To My Hero on Father's Day,
I remember when my struggle with my eating issues first came out, you couldn’t understand it, and I don’t blame you - no one gives you a book when your child is born about what to do if your child is starving themselves. You didn’t understand why treatment was a thing, can’t you just eat? Last year you told me if you win the lottery, you’ll help me open an eating disorder treatment center to help those struggling find freedom like I have found. You also now know all the acronyms and terms in the recovery world, including my personal favorite, HAES (Health at Every Size). Look how far we’ve come.

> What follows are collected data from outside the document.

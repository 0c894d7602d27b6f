// Copyright 2025 the Understory Authors
// SPDX-License-Identifier: Apache-2.0 OR MIT

//! Attribute resolution for every style source.
//!
//! Resolution fills one slot per requested attribute. Sources are visited
//! from highest to lowest precedence and a slot, once filled, is never
//! overwritten:
//!
//! - programmatic styles: their own entries;
//! - attribute sets: their own entries, then the referenced style resource;
//! - style resources: their entries, then each parent resource in turn;
//! - compositions: children from last to first.

use restyle_attr::{AttrId, AttrMap, AttrValue, StyleRes};
use smallvec::SmallVec;

use crate::context::StyleContext;
use crate::error::{StyleError, StyleResult};
use crate::style::{Style, StyleSource};
use crate::typed_array::TypedArray;

impl Style {
    /// Resolves the attributes in `scope` against a context.
    ///
    /// Attributes no source defines, including attributes unknown to the
    /// target's schema, are absent from the result. The returned resolver is
    /// released when dropped.
    ///
    /// # Errors
    ///
    /// [`StyleError::MissingStyleResource`] if a referenced style resource
    /// does not exist, and [`StyleError::Cycle`] if a style resource is its
    /// own (transitive) parent.
    ///
    /// # Example
    ///
    /// ```rust
    /// use restyle::{Resources, Style};
    /// use restyle_attr::AttrSchema;
    ///
    /// let mut schema = AttrSchema::new();
    /// let a = schema.register::<i32>("a");
    /// let b = schema.register::<i32>("b");
    /// let c = schema.register::<i32>("c");
    ///
    /// let s0 = Style::builder().put(a, 1).put(b, 2).build();
    /// let s1 = Style::builder().put(b, 3).put(c, 4).build();
    /// let merged = Style::multi([s0, s1]);
    ///
    /// let resources = Resources::default();
    /// let values = merged
    ///     .resolve_attributes(&resources, &[a.id(), b.id(), c.id()])
    ///     .unwrap();
    ///
    /// assert_eq!(values.get(a).unwrap(), Some(&1));
    /// assert_eq!(values.get(b).unwrap(), Some(&3));
    /// assert_eq!(values.get(c).unwrap(), Some(&4));
    /// ```
    pub fn resolve_attributes<'cx>(
        &self,
        cx: &'cx dyn StyleContext,
        scope: &[AttrId],
    ) -> StyleResult<TypedArray<'cx>> {
        let mut values = TypedArray::obtain(cx, scope);
        fill_style(self, cx, values.slots_mut())?;
        Ok(values)
    }
}

fn fill_style(
    style: &Style,
    cx: &dyn StyleContext,
    slots: &mut [(AttrId, Option<AttrValue>)],
) -> StyleResult<()> {
    match style.source() {
        StyleSource::Programmatic(entries) => fill_from(entries, slots),
        StyleSource::AttributeSet(set) => {
            fill_from(set.entries(), slots);
            if let Some(res) = set.style() {
                fill_resource_chain(res, cx, slots)?;
            }
        }
        StyleSource::Resource(res) => fill_resource_chain(*res, cx, slots)?,
        StyleSource::Multi(children) => {
            for child in children.iter().rev() {
                fill_style(child, cx, slots)?;
            }
        }
    }
    Ok(())
}

fn fill_from(entries: &AttrMap, slots: &mut [(AttrId, Option<AttrValue>)]) {
    for (id, slot) in slots.iter_mut() {
        if slot.is_none()
            && let Some(value) = entries.get(*id)
        {
            *slot = Some(value.clone());
        }
    }
}

/// Walks a style resource and its parents. The whole chain is always visited
/// so a broken chain fails the same way whatever the scope.
fn fill_resource_chain(
    res: StyleRes,
    cx: &dyn StyleContext,
    slots: &mut [(AttrId, Option<AttrValue>)],
) -> StyleResult<()> {
    let mut visited: SmallVec<[StyleRes; 8]> = SmallVec::new();
    let mut next = Some(res);
    while let Some(current) = next {
        if visited.contains(&current) {
            return Err(StyleError::cycle(current));
        }
        visited.push(current);
        let def = cx
            .style_resource(current)
            .ok_or(StyleError::MissingStyleResource { res: current })?;
        fill_from(def.entries(), slots);
        next = def.parent();
    }
    Ok(())
}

I remember you wondering why I had an eating disorder and why I was depressed. I had the perfect life. I came from the perfect family. Why was I struggling? Eating disorders didn't happen to people like me, right? We have since had so many wonderfully open and honest conversations about how eating disorders are often a combination of environmental and genetic factors, but they affect anyone and everyone. Look how far we’ve come.
I remember our fights. I remember avoiding coming home from college for holidays because of the strain my eating disorder put on our relationship. I remember how all of our conversations were surface level. You are now my favorite travel partner, my biggest encourager and the first person I go to when I need advice. I love our coffee dates and how we talk about anything and everything. Look how far we’ve come.

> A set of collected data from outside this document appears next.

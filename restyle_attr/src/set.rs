// Copyright 2025 the Understory Authors
// SPDX-License-Identifier: Apache-2.0 OR MIT

//! Immutable attribute-set snapshots.
//!
//! An [`AttributeSet`] captures the declarative attribute assignments of one
//! instantiation (for example the attributes written on an element in
//! markup), optionally together with a reference to a style resource. Once
//! built the snapshot never changes.

use core::fmt;

use crate::id::{Attr, AttrId, ResourceId, StyleRes};
use crate::map::AttrMap;
use crate::value::{AttrValue, ErasedValue};

/// An immutable capture of declarative attribute assignments.
///
/// Use [`AttributeSetBuilder`] to construct one.
///
/// # Example
///
/// ```rust
/// use restyle_attr::{AttrSchema, AttributeSet, ResourceId, StyleRes};
///
/// let mut schema = AttrSchema::new();
/// let alpha = schema.register::<f32>("alpha");
/// let text = schema.register::<String>("text");
///
/// let set = AttributeSet::builder()
///     .literal(alpha, 0.5)
///     .resource(text, ResourceId::new(0x10))
///     .style(StyleRes::new(1))
///     .build();
///
/// assert_eq!(set.len(), 2);
/// assert_eq!(set.style(), Some(StyleRes::new(1)));
/// ```
#[derive(Clone, Default, PartialEq)]
pub struct AttributeSet {
    entries: AttrMap,
    style: Option<StyleRes>,
}

impl AttributeSet {
    /// Returns a builder for an attribute set.
    #[must_use]
    pub fn builder() -> AttributeSetBuilder {
        AttributeSetBuilder::default()
    }

    /// Returns the number of attributes assigned directly by this set.
    #[must_use]
    #[inline]
    pub fn len(&self) -> usize {
        self.entries.len()
    }

    /// Returns `true` if the set assigns nothing and references no style.
    #[must_use]
    #[inline]
    pub fn is_empty(&self) -> bool {
        self.entries.is_empty() && self.style.is_none()
    }

    /// Returns the style resource this set references, if any.
    #[must_use]
    #[inline]
    pub fn style(&self) -> Option<StyleRes> {
        self.style
    }

    /// Returns the value this set assigns directly to an attribute.
    #[must_use]
    #[inline]
    pub fn get(&self, id: AttrId) -> Option<&AttrValue> {
        self.entries.get(id)
    }

    /// Returns the direct assignments of this set.
    #[must_use]
    #[inline]
    pub fn entries(&self) -> &AttrMap {
        &self.entries
    }
}

impl fmt::Debug for AttributeSet {
    fn fmt(&self, f: &mut fmt::Formatter<'_>) -> fmt::Result {
        f.debug_struct("AttributeSet")
            .field("style", &self.style)
            .field("entries", &self.entries)
            .finish()
    }
}

/// Builder for [`AttributeSet`] snapshots.
#[derive(Debug, Default)]
pub struct AttributeSetBuilder {
    entries: AttrMap,
    style: Option<StyleRes>,
}

impl AttributeSetBuilder {
    /// Assigns a literal value.
    #[must_use]
    pub fn literal<T: Clone + PartialEq + fmt::Debug + 'static>(
        mut self,
        attr: Attr<T>,
        value: T,
    ) -> Self {
        self.entries
            .insert(attr.id(), AttrValue::Literal(ErasedValue::new(value)));
        self
    }

    /// Assigns a resource pointer.
    #[must_use]
    pub fn resource<T>(mut self, attr: Attr<T>, resource: ResourceId) -> Self {
        self.entries.insert(attr.id(), AttrValue::Resource(resource));
        self
    }

    /// Assigns an already-tagged value.
    #[must_use]
    pub fn value(mut self, id: AttrId, value: AttrValue) -> Self {
        self.entries.insert(id, value);
        self
    }

    /// References a style resource whose assignments sit below this set's own.
    #[must_use]
    pub fn style(mut self, style: StyleRes) -> Self {
        self.style = Some(style);
        self
    }

    /// Captures the snapshot.
    #[must_use]
    pub fn build(self) -> AttributeSet {
        AttributeSet {
            entries: self.entries,
            style: self.style,
        }
    }
}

I remember you being frustrated that I was struggling again, and going back to treatment, again. Didn’t we already play this game? Will things ever get better? Well, they did. Now you’re able to watch me live the life we both dreamed of – three years recovered, sharing my story and on the path to become a counselor. Look how far we’ve come.
To all of the individuals struggling who think that their dad, or any father figure in their life, doesn’t understand their eating disorder, it’s okay, they may come around and become your biggest supporter like mine did. To all of the dads out there who don’t think that recovery is possible for their child, it is, hold onto hope.
Love you forever my Papsi,
Amy Sullivan is the Program Director for Southern Smash, but more importantly is proudly recovered from an eating disorder. She is currently in grad school to become a counselor. Amy is a dog mom to the worst behaved dog in the world, and an Auntie Amy to the most adorable little girl and baby boy.